Providing a tailored response
The Group is engaged in a dynamic of change designed to transform water management models:
- Reinforce local authorities’ management of contracts and promote the right to information in society
- Protect water resources
- Be a pioneer in water innovation
SUEZ offers several types of partnerships that can evolve to adapt to local customer needs. These include:
- outsourcing management agreements in the form of concessions or leasing;
- infrastructure contracts, in which the company finances, builds and operates new facilities on behalf of local authorities;
- support for service management in which the company supports government customers in highly targeted missions (management agreements, technical assistance).
Innovating contractually to provide water for the people
SUEZ has created a new approach, the participative public-private partnership (4P), to meet the needs of people with little access to water and for whom traditional solutions are inadequate. This is to provide a guarantee of service access with an appropriate pricing policy. The 4P model aims to incorporate a process of consultation with local participants from the tender phase onward.

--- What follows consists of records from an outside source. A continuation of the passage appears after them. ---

//! Board model: pieces, tile overlay, tile stock, turn and history.
//!
//! ## Layout
//!
//! Cells are addressed by a row-major `Square` index `0..25` where
//! `x = index % 5` and `y = index / 5`. Row `y = 0` is the top of the board
//! (player two's home row), row `y = 4` the bottom (player one's home row).
//!
//! ## Cloning
//!
//! Search clones the board once per simulation. Everything but the history
//! is a small fixed-size array; the history lives in an `im::Vector` so the
//! clone shares its snapshots instead of copying them.

use im::Vector;
use serde::{Deserialize, Serialize};

use super::player::{Player, PlayerMap};

/// Width and height of the board.
pub const BOARD_SIZE: usize = 5;

/// Number of cells on the board.
pub const NUM_SQUARES: usize = BOARD_SIZE * BOARD_SIZE;

/// Number of snapshots kept for temporal feature encoding.
pub const HISTORY_LEN: usize = 8;

/// Black tiles each player starts with.
pub const INITIAL_BLACK_TILES: u8 = 3;

/// Gray tiles each player starts with.
pub const INITIAL_GRAY_TILES: u8 = 1;

/// Pieces each player owns for the whole game.
pub const PIECES_PER_PLAYER: usize = BOARD_SIZE;

// =============================================================================
// Squares
// =============================================================================

/// A cell of the board, stored as its row-major index.
#[derive(Clone, Copy, Debug, PartialEq, Eq, Hash, PartialOrd, Ord, Serialize, Deserialize)]
pub struct Square(u8);

impl Square {
    /// Create a square from a row-major index, `None` if off the board.
    #[must_use]
    pub const fn new(index: usize) -> Option<Self> {
        if index < NUM_SQUARES {
            Some(Self(index as u8))
        } else {
            None
        }
    }

    /// Create a square from column `x` and row `y`, `None` if off the board.
    #[must_use]
    pub const fn from_xy(x: usize, y: usize) -> Option<Self> {
        if x < BOARD_SIZE && y < BOARD_SIZE {
            Some(Self((y * BOARD_SIZE + x) as u8))
        } else {
            None
        }
    }

    /// Row-major index.
    #[inline]
    #[must_use]
    pub const fn index(self) -> usize {
        self.0 as usize
    }

    /// Column, 0 on the left.
    #[inline]
    #[must_use]
    pub const fn x(self) -> usize {
        self.0 as usize % BOARD_SIZE
    }

    /// Row, 0 at the top.
    #[inline]
    #[must_use]
    pub const fn y(self) -> usize {
        self.0 as usize / BOARD_SIZE
    }

    /// The square one step away in direction `(dx, dy)`, `None` past an edge.
    #[inline]
    #[must_use]
    pub fn offset(self, dx: i8, dy: i8) -> Option<Self> {
        let x = self.x() as i8 + dx;
        let y = self.y() as i8 + dy;
        if (0..BOARD_SIZE as i8).contains(&x) && (0..BOARD_SIZE as i8).contains(&y) {
            Self::from_xy(x as usize, y as usize)
        } else {
            None
        }
    }

    /// Iterate over every square in row-major order.
    pub fn all() -> impl Iterator<Item = Square> {
        (0..NUM_SQUARES as u8).map(Square)
    }
}

impl std::fmt::Display for Square {
    fn fmt(&self, f: &mut std::fmt::Formatter<'_>) -> std::fmt::Result {
        write!(f, "({},{})", self.x(), self.y())
    }
}

// =============================================================================
// Cell contents
// =============================================================================

/// Occupant of a cell.
#[derive(Clone, Copy, Debug, Default, PartialEq, Eq, Hash, Serialize, Deserialize)]
pub enum Piece {
    #[default]
    Empty,
    Owned(Player),
}

impl Piece {
    /// Owner of the piece, if any.
    #[must_use]
    pub const fn owner(self) -> Option<Player> {
        match self {
            Piece::Empty => None,
            Piece::Owned(player) => Some(player),
        }
    }

    #[must_use]
    pub const fn is_empty(self) -> bool {
        matches!(self, Piece::Empty)
    }

    const fn code(self) -> u8 {
        match self {
            Piece::Empty => 0,
            Piece::Owned(Player::One) => 1,
            Piece::Owned(Player::Two) => 2,
        }
    }
}

/// Tile color of a cell. Determines how a piece standing on it moves.
#[derive(Clone, Copy, Debug, Default, PartialEq, Eq, Hash, Serialize, Deserialize)]
pub enum Tile {
    /// Orthogonal moves.
    #[default]
    White,
    /// Diagonal moves.
    Black,
    /// Orthogonal and diagonal moves.
    Gray,
}

impl Tile {
    const fn code(self) -> u8 {
        match self {
            Tile::White => 0,
            Tile::Black => 1,
            Tile::Gray => 2,
        }
    }
}

// =============================================================================
// Tile stock
// =============================================================================

/// Unplaced tiles held by one player.
#[derive(Clone, Copy, Debug, PartialEq, Eq, Hash, Serialize, Deserialize)]
pub struct Stock {
    pub black: u8,
    pub gray: u8,
}

impl Stock {
    /// The stock every player starts with.
    pub const INITIAL: Stock = Stock {
        black: INITIAL_BLACK_TILES,
        gray: INITIAL_GRAY_TILES,
    };

    /// Remaining tiles of a placeable color. White tiles are never held.
    #[must_use]
    pub const fn count(&self, tile: Tile) -> u8 {
        match tile {
            Tile::White => 0,
            Tile::Black => self.black,
            Tile::Gray => self.gray,
        }
    }

    /// Whether any tile at all can still be placed.
    #[must_use]
    pub const fn has_any(&self) -> bool {
        self.black > 0 || self.gray > 0
    }

    /// Remove one tile of the given color. Returns `false` if none is left.
    pub fn take(&mut self, tile: Tile) -> bool {
        let slot = match tile {
            Tile::White => return false,
            Tile::Black => &mut self.black,
            Tile::Gray => &mut self.gray,
        };
        if *slot == 0 {
            return false;
        }
        *slot -= 1;
        true
    }
}

impl Default for Stock {
    fn default() -> Self {
        Self::INITIAL
    }
}

/// Tile stock of both players.
pub type TileStock = PlayerMap<Stock>;

// =============================================================================
// Outcome
// =============================================================================

/// Whether the game is still running and who won.
#[derive(Clone, Copy, Debug, Default, PartialEq, Eq, Hash, Serialize, Deserialize)]
pub enum Outcome {
    #[default]
    Ongoing,
    Winner(Player),
    Draw,
}

impl Outcome {
    #[must_use]
    pub const fn is_over(self) -> bool {
        !matches!(self, Outcome::Ongoing)
    }

    #[must_use]
    pub const fn winner(self) -> Option<Player> {
        match self {
            Outcome::Winner(player) => Some(player),
            _ => None,
        }
    }

    /// Final reward from `player`'s point of view: +1 win, -1 loss, 0 draw.
    /// Ongoing games score 0.
    #[must_use]
    pub fn reward_for(self, player: Player) -> f32 {
        match self {
            Outcome::Winner(winner) if winner == player => 1.0,
            Outcome::Winner(_) => -1.0,
            Outcome::Ongoing | Outcome::Draw => 0.0,
        }
    }
}

// =============================================================================
// History
// =============================================================================

/// Immutable copy of the positional part of a board.
#[derive(Clone, Copy, Debug, PartialEq, Eq, Hash, Serialize, Deserialize)]
pub struct Snapshot {
    pub pieces: [Piece; NUM_SQUARES],
    pub tiles: [Tile; NUM_SQUARES],
    pub stock: TileStock,
}

/// The most recent snapshots, newest first, capped at `HISTORY_LEN`.
#[derive(Clone, Debug, Default, PartialEq, Eq, Serialize, Deserialize)]
pub struct History {
    frames: Vector<Snapshot>,
}

impl History {
    /// Create an empty history.
    #[must_use]
    pub fn new() -> Self {
        Self::default()
    }

    /// Record a new snapshot, evicting the oldest one on overflow.
    pub fn push(&mut self, snapshot: Snapshot) {
        self.frames.push_front(snapshot);
        if self.frames.len() > HISTORY_LEN {
            self.frames.truncate(HISTORY_LEN);
        }
    }

    /// Snapshot `age` steps back (0 = newest). Ages past the end repeat
    /// the oldest snapshot. `None` only when the history is empty.
    #[must_use]
    pub fn frame(&self, age: usize) -> Option<&Snapshot> {
        self.frames.get(age).or_else(|| self.frames.last())
    }

    #[must_use]
    pub fn len(&self) -> usize {
        self.frames.len()
    }

    #[must_use]
    pub fn is_empty(&self) -> bool {
        self.frames.is_empty()
    }

    pub fn clear(&mut self) {
        self.frames.clear();
    }

    /// Iterate newest to oldest.
    pub fn iter(&self) -> impl Iterator<Item = &Snapshot> {
        self.frames.iter()
    }
}

// =============================================================================
// Transposition key
// =============================================================================

/// Exact identity of a search node.
///
/// Packs pieces and tiles at four bits per cell, so two keys are equal
/// exactly when pieces, tiles, stock, side to move and move count all are.
#[derive(Clone, Copy, Debug, PartialEq, Eq, Hash)]
pub struct StateKey {
    cells: u128,
    stock: [u8; 4],
    to_move: Player,
    move_count: u32,
}

// =============================================================================
// Board
// =============================================================================

/// Complete game position.
///
/// Mutated only through the rules (`Board::step`); the setters below exist
/// for building arbitrary positions and do not enforce the piece-count
/// invariant.
#[derive(Clone, Debug, PartialEq, Eq, Serialize, Deserialize)]
pub struct Board {
    pub(crate) pieces: [Piece; NUM_SQUARES],
    pub(crate) tiles: [Tile; NUM_SQUARES],
    pub(crate) stock: TileStock,
    pub(crate) to_move: Player,
    pub(crate) move_count: u32,
    pub(crate) outcome: Outcome,
    pub(crate) history: History,
}

impl Board {
    /// The starting position: player one fills the bottom row, player two
    /// the top row, every tile white, full stocks, player one to move.
    #[must_use]
    pub fn new() -> Self {
        let mut board = Self::empty();
        for x in 0..BOARD_SIZE {
            board.pieces[Player::One.home_row() * BOARD_SIZE + x] = Piece::Owned(Player::One);
            board.pieces[Player::Two.home_row() * BOARD_SIZE + x] = Piece::Owned(Player::Two);
        }
        board.history.push(board.snapshot());
        board
    }

    /// A board with no pieces, all-white tiles, full stocks and an empty
    /// history. Used as a base for constructed positions.
    #[must_use]
    pub fn empty() -> Self {
        Self {
            pieces: [Piece::Empty; NUM_SQUARES],
            tiles: [Tile::White; NUM_SQUARES],
            stock: TileStock::with_value(Stock::INITIAL),
            to_move: Player::One,
            move_count: 0,
            outcome: Outcome::Ongoing,
            history: History::new(),
        }
    }

    // === Accessors ===

    #[inline]
    #[must_use]
    pub fn piece(&self, square: Square) -> Piece {
        self.pieces[square.index()]
    }

    #[inline]
    #[must_use]
    pub fn tile(&self, square: Square) -> Tile {
        self.tiles[square.index()]
    }

    #[must_use]
    pub fn stock(&self, player: Player) -> Stock {
        self.stock[player]
    }

    #[must_use]
    pub fn tile_stock(&self) -> &TileStock {
        &self.stock
    }

    /// Player whose turn it is.
    #[inline]
    #[must_use]
    pub fn to_move(&self) -> Player {
        self.to_move
    }

    #[inline]
    #[must_use]
    pub fn move_count(&self) -> u32 {
        self.move_count
    }

    #[inline]
    #[must_use]
    pub fn outcome(&self) -> Outcome {
        self.outcome
    }

    #[inline]
    #[must_use]
    pub fn is_game_over(&self) -> bool {
        self.outcome.is_over()
    }

    #[must_use]
    pub fn history(&self) -> &History {
        &self.history
    }

    /// Squares holding a piece of `player`, in row-major order.
    pub fn pieces_of(&self, player: Player) -> impl Iterator<Item = Square> + '_ {
        Square::all().filter(move |&sq| self.piece(sq) == Piece::Owned(player))
    }

    /// Copy of the positional state for the history.
    #[must_use]
    pub fn snapshot(&self) -> Snapshot {
        Snapshot {
            pieces: self.pieces,
            tiles: self.tiles,
            stock: self.stock,
        }
    }

    /// Transposition key of this position.
    #[must_use]
    pub fn key(&self) -> StateKey {
        let mut cells = 0u128;
        for i in 0..NUM_SQUARES {
            let code = self.pieces[i].code() | (self.tiles[i].code() << 2);
            cells |= (code as u128) << (4 * i);
        }
        let one = self.stock[Player::One];
        let two = self.stock[Player::Two];
        StateKey {
            cells,
            stock: [one.black, one.gray, two.black, two.gray],
            to_move: self.to_move,
            move_count: self.move_count,
        }
    }

    // === Position construction ===

    pub fn set_piece(&mut self, square: Square, piece: Piece) {
        self.pieces[square.index()] = piece;
    }

    pub fn set_tile(&mut self, square: Square, tile: Tile) {
        self.tiles[square.index()] = tile;
    }

    pub fn set_stock(&mut self, player: Player, stock: Stock) {
        self.stock[player] = stock;
    }

    pub fn set_to_move(&mut self, player: Player) {
        self.to_move = player;
    }

    pub fn set_move_count(&mut self, move_count: u32) {
        self.move_count = move_count;
    }

    pub fn set_outcome(&mut self, outcome: Outcome) {
        self.outcome = outcome;
    }

    pub fn set_history(&mut self, history: History) {
        self.history = history;
    }

    /// Restart the history from the current position alone.
    pub fn reset_history(&mut self) {
        self.history.clear();
        self.history.push(self.snapshot());
    }
}

impl Default for Board {
    fn default() -> Self {
        Self::new()
    }
}

impl std::fmt::Display for Board {
    fn fmt(&self, f: &mut std::fmt::Formatter<'_>) -> std::fmt::Result {
        for y in 0..BOARD_SIZE {
            for x in 0..BOARD_SIZE {
                let index = y * BOARD_SIZE + x;
                let piece = match self.pieces[index] {
                    Piece::Empty => '.',
                    Piece::Owned(player) => player.symbol(),
                };
                let tile = match self.tiles[index] {
                    Tile::White => ' ',
                    Tile::Black => 'b',
                    Tile::Gray => 'g',
                };
                write!(f, "{piece}{tile}")?;
            }
            writeln!(f)?;
        }
        write!(
            f,
            "to move: {}, move {}, stock X {}b/{}g O {}b/{}g",
            self.to_move.symbol(),
            self.move_count,
            self.stock[Player::One].black,
            self.stock[Player::One].gray,
            self.stock[Player::Two].black,
            self.stock[Player::Two].gray,
        )
    }
}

The 4P approach is based on the following principles:
- The local authority makes its request as manager of the public service and in consultation with the local population.
- International institutions, such as development banks, are responsible for the portion of the financing that the local authorities and end customers cannot bear. They therefore also assume the related risks.
- The pricing structure takes into account consumers’ actual ability to pay and the need for the operator to have sufficient revenue to maintain the infrastructures.
- The Group promises to transfer its skills at prices adapted to every situation.
The model is scalable and focuses on improving service in three key areas: shared diagnostics, infrastructure development and operating tools, long-term sustainability and greater autonomy of the service.